I try very hard to slip self-care into our normal days, but there are times when an hour here and there just is not enough. A total immersion was precisely what I needed. The retreat focused on self-renewal, and it included some difficult, emotional work – I wasn’t quite prepared for that kind of depth – and while I anticipated it being wonderful, I was certainly surprised at just how renewed I felt when I arrived home.

The power went out a few hours later. And it stayed out for a couple of days, long enough to make me fear for the contents of our freezer. Breathe, and relax around the tension. We were lucky. Our lines were reconnected quite quickly in comparison to others we know, and I felt some guilt at even admitting we were back on.

It was inconvenient, yes. Because the storm and subsequent outage was so unexpected, we hadn’t prepared. We had very little drinking water on hand, and certainly hadn’t filled the bathtub. In great good fortune, I’d been too lazy to tip the wheelbarrow up against the shed when I was finished with it the week before, and the storm had left us with plenty of rainwater to flush the toilets. No power means no wifi, and we are in a hollow with no cell service, so we were effectively disconnected from everything. Really though, it was encouraging to see how well we managed. We re-heated leftovers on our gas range (lit with a match) to keep them from going bad, and colored with the girls by candlelight after dinner. We played outside with friends, and soaked in the quiet of our home – so very quiet without the background hum of appliances.
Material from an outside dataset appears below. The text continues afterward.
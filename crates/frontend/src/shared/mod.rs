pub mod components;
pub mod config;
We pulled out extra blankets and fired up the woodstove in the evenings.  Can you receive? We checked on friends and neighbors, and felt cared for by the same as they looked in on us. And we were warmed through and through as the entire community came together to celebrate Halloween for the kids, moving the party to the fire station where their generator gave light and heat in the middle of a chilly, dark village.

I made a commitment to myself during that weekend in the mountains. Clearly I can’t pick up and run off to the Berkshires any time I feel overwhelmed by life, and so I have to develop a practice to reconnect with my wise self, my true self. I have to get up and move. I have to drink in the silence and maintain that space for myself. I’ve chosen to gift myself time alone in meditation each morning. A blanket and a candle, a short reading and introspection. Inspiration without practice is not sustainable. It’s not been easy to maintain, particularly with the time change, and I’ve slipped already. But then my accountability partner texted me yesterday to keep me on track, and so I’ll be ducking out to the car to retrieve my mat before bed, for 6 o’clock comes early.